Quality/Price Rating: 83.

19. THE ART OF SIMPLE FOOD (Clarkson Potter, 2007, 406 pages, ISBN 978-
0-307-33679-8, $44 hard covers) is by Alice Waters of Chez Panisse
fame. She shares co-authorship with Patricia Curtan, Kelsie Kerr, and
Fritz Streiff, who are never actually identified in the book. Curtan is
given two credits: one for the illustrations, and one for the design.

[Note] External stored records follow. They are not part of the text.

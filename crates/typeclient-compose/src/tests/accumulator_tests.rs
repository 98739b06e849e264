use super::*;
use std::cell::RefCell;
use std::rc::Rc;

use serde_json::json;
use typeclient_core::{
    BeforeContextCreate, Context, Controller, ControllerClass, StateInit, StateRecord,
};
use typeclient_ui::Node;

struct Blog;

fn blog() -> Controller {
    ControllerClass::builder::<Blog>("Blog")
        .render("list", |_: &Blog, _: &Context| Node::text("list"))
        .render("post", |_: &Blog, _: &Context| Node::text("post"))
        .build()
        .expect("class builds")
        .instantiate(Blog)
        .expect("blog instance")
}

fn record(value: serde_json::Value) -> StateRecord {
    match value {
        serde_json::Value::Object(record) => record,
        _ => StateRecord::new(),
    }
}

fn run(
    accumulator: &StateAccumulator,
    cache: &RendererCache,
    controller: &Controller,
    key: &str,
    state: StateInit,
) -> StateRecord {
    let produced = Rc::new(RefCell::new(None));
    let sink = produced.clone();
    accumulator
        .before_context_create(
            cache,
            BeforeContextCreate {
                controller: controller.clone(),
                key: key.to_string(),
                state,
                next: Box::new(move |record| {
                    sink.borrow_mut().replace(record);
                }),
            },
        )
        .expect("hook succeeds");
    let record = produced.borrow_mut().take();
    record.expect("next called")
}

#[test]
fn same_renderer_merges_and_later_keys_win() {
    let accumulator = StateAccumulator::new();
    let cache = RendererCache::new();
    let controller = blog();

    let first = run(
        &accumulator,
        &cache,
        &controller,
        "list",
        record(json!({ "page": 1, "query": "rust" })).into(),
    );
    assert_eq!(first, record(json!({ "page": 1, "query": "rust" })));

    let second = run(
        &accumulator,
        &cache,
        &controller,
        "list",
        record(json!({ "page": 2 })).into(),
    );
    assert_eq!(second, record(json!({ "page": 2, "query": "rust" })));
    assert_eq!(accumulator.current(), Some(second));
}

#[test]
fn switching_renderer_resets_state() {
    let accumulator = StateAccumulator::new();
    let cache = RendererCache::new();
    let controller = blog();

    run(
        &accumulator,
        &cache,
        &controller,
        "list",
        record(json!({ "page": 3 })).into(),
    );
    let post = run(
        &accumulator,
        &cache,
        &controller,
        "post",
        record(json!({ "slug": "hello" })).into(),
    );
    assert_eq!(post, record(json!({ "slug": "hello" })));

    let back = run(
        &accumulator,
        &cache,
        &controller,
        "list",
        StateInit::default(),
    );
    assert!(back.is_empty());
}

#[test]
fn producer_state_is_resolved_before_merging() {
    let accumulator = StateAccumulator::new();
    let cache = RendererCache::new();
    let controller = blog();

    run(
        &accumulator,
        &cache,
        &controller,
        "list",
        record(json!({ "page": 1 })).into(),
    );
    let merged = run(
        &accumulator,
        &cache,
        &controller,
        "list",
        StateInit::producer(|| record(json!({ "sort": "new" }))),
    );
    assert_eq!(merged, record(json!({ "page": 1, "sort": "new" })));
}

#[test]
fn snapshots_are_independent_of_later_merges() {
    let accumulator = StateAccumulator::new();
    let cache = RendererCache::new();
    let controller = blog();
    let renderer = cache.resolve(&controller, "list").expect("renderer");

    let mut snapshot = accumulator.accumulate(&renderer, record(json!({ "a": 1 })));
    snapshot.insert("local".into(), json!(true));

    let merged = accumulator.accumulate(&renderer, record(json!({ "b": 2 })));
    assert_eq!(merged, record(json!({ "a": 1, "b": 2 })));
    assert_eq!(accumulator.renderer(), Some(renderer));
}

#[test]
fn clear_forgets_accumulated_state() {
    let accumulator = StateAccumulator::new();
    let cache = RendererCache::new();
    let controller = blog();
    let renderer = cache.resolve(&controller, "list").expect("renderer");

    accumulator.accumulate(&renderer, record(json!({ "a": 1 })));
    accumulator.clear();
    assert!(accumulator.current().is_none());

    let fresh = accumulator.accumulate(&renderer, record(json!({ "b": 2 })));
    assert_eq!(fresh, record(json!({ "b": 2 })));
}
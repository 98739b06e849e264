use std::rc::Rc;

use typeclient_ui::{remember, use_state, Component};

use crate::portal::{PortalChannel, PortalPayload};
use crate::slots::{provide_slots, SlotState};

/// Root component of a compose application. Holds the last payload it
/// received as state and registers itself as the portal receiver when it
/// mounts.
pub(crate) fn global_component(
    portal: Rc<PortalChannel<PortalPayload>>,
    slots: SlotState,
) -> Component<()> {
    Component::new("Global", move |_: &()| {
        let content = use_state(PortalPayload::default);
        remember(|| {
            let receiver = content.clone();
            portal.register(move |payload| receiver.set(payload))
        });
        let payload = content.value();
        provide_slots(slots.clone(), || payload.view())
    })
}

There are 19 culinary "lessons" and foundation approaches for starting
from scratch (how to make fresh pasta, do a risotto, sauteeing,
grilling, making omelets, making custards, etc.). This is part one. The
second part is a collection of 250 recipes for cooking everyday
(sauces, salads, soup, pasta, breads, eggs, cheese, veggies, flesh, and
desserts). Her principles are simple, and have been influenced by
Richard Olney and Elizabeth David from the 1960s: eat locally, eat
sustainably, eat seasonally, shop at farmers' markets, plant a garden,
compost and recycle, cook simply, and others. Quality/Price Rating: 89.

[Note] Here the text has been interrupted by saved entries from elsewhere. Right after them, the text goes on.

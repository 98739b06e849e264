use std::fmt;
use std::rc::Rc;
use std::sync::atomic::{AtomicUsize, Ordering};

use crate::composer;
use crate::Node;

pub type ComponentId = usize;

static NEXT_COMPONENT_ID: AtomicUsize = AtomicUsize::new(1);

struct ComponentInner<P: 'static> {
    id: ComponentId,
    name: Rc<str>,
    render: Box<dyn Fn(&P) -> Node>,
}

/// Function component with reference identity.
///
/// Two clones of the same component compare equal; two components built from
/// identical closures do not. The composition keys its groups by this
/// identity, so handing it a freshly built component at the same position
/// remounts that subtree.
pub struct Component<P: 'static> {
    inner: Rc<ComponentInner<P>>,
}

impl<P: 'static> Component<P> {
    pub fn new(name: impl Into<Rc<str>>, render: impl Fn(&P) -> Node + 'static) -> Self {
        Self {
            inner: Rc::new(ComponentInner {
                id: NEXT_COMPONENT_ID.fetch_add(1, Ordering::Relaxed),
                name: name.into(),
                render: Box::new(render),
            }),
        }
    }

    pub fn id(&self) -> ComponentId {
        self.inner.id
    }

    pub fn name(&self) -> &str {
        &self.inner.name
    }

    pub fn ptr_eq(&self, other: &Self) -> bool {
        Rc::ptr_eq(&self.inner, &other.inner)
    }

    /// Renders the component. Inside a render pass this opens a group so
    /// `remember` calls made by the component are kept across passes.
    pub fn render(&self, props: &P) -> Node {
        let entered = composer::enter_group(self.inner.id, &self.inner.name);
        let node = (self.inner.render)(props);
        if entered {
            composer::exit_group();
        }
        node
    }
}

impl<P: 'static> Clone for Component<P> {
    fn clone(&self) -> Self {
        Self {
            inner: Rc::clone(&self.inner),
        }
    }
}

impl<P: 'static> PartialEq for Component<P> {
    fn eq(&self, other: &Self) -> bool {
        self.ptr_eq(other)
    }
}

impl<P: 'static> Eq for Component<P> {}

impl<P: 'static> fmt::Debug for Component<P> {
    fn fmt(&self, f: &mut fmt::Formatter<'_>) -> fmt::Result {
        f.debug_struct("Component")
            .field("id", &self.inner.id)
            .field("name", &self.inner.name)
            .finish()
    }
}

20. CIOPPINO'S MEDITERRANEAN GRILL; a lifetime of excellence in the
kitchen (Douglas & McIntyre, 2007, 234 pages, ISBN 978-1-55365-251-9,
$60 hard covers) is by Pino Posteraro, owner-chef since 1999 of this
restaurant and Cioppino's Enoteca, both in Vancouver. These high end
restos emphasize Mediterranean fusion cuisine. The 100 recipes here
come from the restaurant, adapted for the home cook. The reference
section includes sauces, flavoured oils, pasta dough, confit vegetable
preps, and the like. The oversize book is very heavy, and you might
want to photocopy any recipes before rolling up your sleeves. There is
a memoir section (with photos) and a strange page about sous-vide
cooking (which he does in the restaurant), but then says no one should
do it at home. Yet the book is meant for home cooking. The term is not
indexed. Metric weights and measures are used throughout, which is an
excellent sign of a careful cook. Instructions are explicit, with
service and prep times. Suggested wines are mostly Pacific Northwest
and Italian, although there are some French and Chilean picks.

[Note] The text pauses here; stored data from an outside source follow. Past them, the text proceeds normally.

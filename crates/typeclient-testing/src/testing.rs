use std::rc::Rc;

use serde_json::Value;
use typeclient_compose::{ComposeApplication, ComposeOptions};
use typeclient_core::{
    Application, ApplicationError, ApplicationOptions, Context, Route, StateInit, StateRecord,
};
use typeclient_ui::{MemoryHost, Node};

/// Headless harness running an [`Application`] over a [`ComposeApplication`]
/// that commits into a [`MemoryHost`].
///
/// Render helpers pump the mounted tree until it settles so assertions see
/// the committed output of the request they just made.
pub struct ApplicationTestRule {
    app: Application<ComposeApplication>,
    host: MemoryHost,
}

impl ApplicationTestRule {
    pub fn new() -> Self {
        Self::with_options(ComposeOptions::default())
    }

    pub fn with_options(options: ComposeOptions) -> Self {
        let host = MemoryHost::new();
        let bridge = ComposeApplication::new(host.clone(), options);
        Self {
            app: Application::new(ApplicationOptions::default().with_name("test"), bridge),
            host,
        }
    }

    /// Mounts the root tree.
    pub fn start(&self) -> Result<(), ApplicationError> {
        self.app.start()?;
        self.pump_until_idle();
        Ok(())
    }

    pub fn render(
        &self,
        route: &Route,
        state: impl Into<StateInit>,
    ) -> Result<Context, ApplicationError> {
        let ctx = self.app.render(route, state)?;
        self.pump_until_idle();
        Ok(ctx)
    }

    pub fn render_error(&self, node: impl Into<Node>) {
        self.app.render_error(node);
        self.pump_until_idle();
    }

    /// Re-renders until the mounted tree stops changing. Returns the passes run.
    pub fn pump_until_idle(&self) -> usize {
        self.bridge().flush()
    }

    pub fn app(&self) -> &Application<ComposeApplication> {
        &self.app
    }

    pub fn bridge(&self) -> &Rc<ComposeApplication> {
        self.app.lifecycle()
    }

    pub fn host(&self) -> &MemoryHost {
        &self.host
    }

    /// Markup of the tree last committed to the host.
    pub fn markup(&self) -> String {
        self.host.markup()
    }

    pub fn mount_count(&self) -> u64 {
        self.bridge().mount_count()
    }
}

impl Default for ApplicationTestRule {
    fn default() -> Self {
        Self::new()
    }
}

/// Convenience helper for tests that only need temporary access to an
/// [`ApplicationTestRule`].
pub fn run_test_application<R>(f: impl FnOnce(&ApplicationTestRule) -> R) -> R {
    let rule = ApplicationTestRule::new();
    f(&rule)
}

/// Builds a state record from a JSON object literal. Anything other than an
/// object yields an empty record.
pub fn record(value: Value) -> StateRecord {
    match value {
        Value::Object(record) => record,
        _ => StateRecord::new(),
    }
}
use std::any::Any;
use std::rc::Rc;
use std::sync::atomic::{AtomicUsize, Ordering};

use crate::composer::{self, LocalKey};

static NEXT_LOCAL_KEY: AtomicUsize = AtomicUsize::new(1);

/// Value handed down the component tree without threading it through props.
#[derive(Clone)]
pub struct CompositionLocal<T: Clone + 'static> {
    key: LocalKey,
    default: Rc<dyn Fn() -> T>,
}

impl<T: Clone + 'static> PartialEq for CompositionLocal<T> {
    fn eq(&self, other: &Self) -> bool {
        self.key == other.key
    }
}

impl<T: Clone + 'static> Eq for CompositionLocal<T> {}

impl<T: Clone + 'static> CompositionLocal<T> {
    /// Makes `value` the current value for everything rendered by `content`.
    pub fn provide<R>(&self, value: T, content: impl FnOnce() -> R) -> R {
        let pushed = composer::push_local(self.key, Rc::new(value) as Rc<dyn Any>);
        let result = content();
        if pushed {
            composer::pop_local();
        }
        result
    }

    pub fn current(&self) -> T {
        composer::read_local(self.key)
            .and_then(|value| value.downcast_ref::<T>().cloned())
            .unwrap_or_else(|| self.default_value())
    }

    pub fn default_value(&self) -> T {
        (self.default)()
    }
}

#[allow(non_snake_case)]
pub fn compositionLocalOf<T: Clone + 'static>(
    default: impl Fn() -> T + 'static,
) -> CompositionLocal<T> {
    CompositionLocal {
        key: NEXT_LOCAL_KEY.fetch_add(1, Ordering::Relaxed),
        default: Rc::new(default),
    }
}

Unfortunately, he is quite explicit about label names and vintage
years, and only gives one wine per dish instead of a range of choices
to accommodate the reader's local market. Quality/Price Rating: 87.

21. PACIFIC NORTHWEST WINING AND DINING; the people, places, food, and
drink of Washington, Oregon, Idaho, and British Columbia (John Wiley &
Sons, 2007, 270 pages, ISBN 978-0-471-74685-0, $41.99 hard covers) is
by Braiden Rex-Johnson, a food editor who has been writing about
Pacific Northwest food and wine for more than 15 years. Here, in this
part travel part cookbook, she takes us to a variety of restaurants,
arranged by region or state. The dedicated space is roughly a third
each for Washington, Oregon, and BC, with 15 pages on Idaho. There is a
listing of wine and food festivals in the area. The idea of Northwest
cuisine is basically paired with the wine culture. Seafood, lamb and
fruit play prominent roles. There is good material here on food and
wine matching. Recipes are cited as to source, with the names and
addresses and websites of the restos. The 113 recipes, even for BC,
have US volume measurements and no metric tables of equivalents. There
are really nice colour photos, including one of the dimples on the
outside of a stainless-steel wine tank. From BC, we have recipes from
Feenie's, Araxi, C, Sooke Harbour House, Tinhorn Creek, and others.
It's about time we had a book like this for the Niagara Frontier-Finger
Lakes regions. Quality/Price Rating: 89.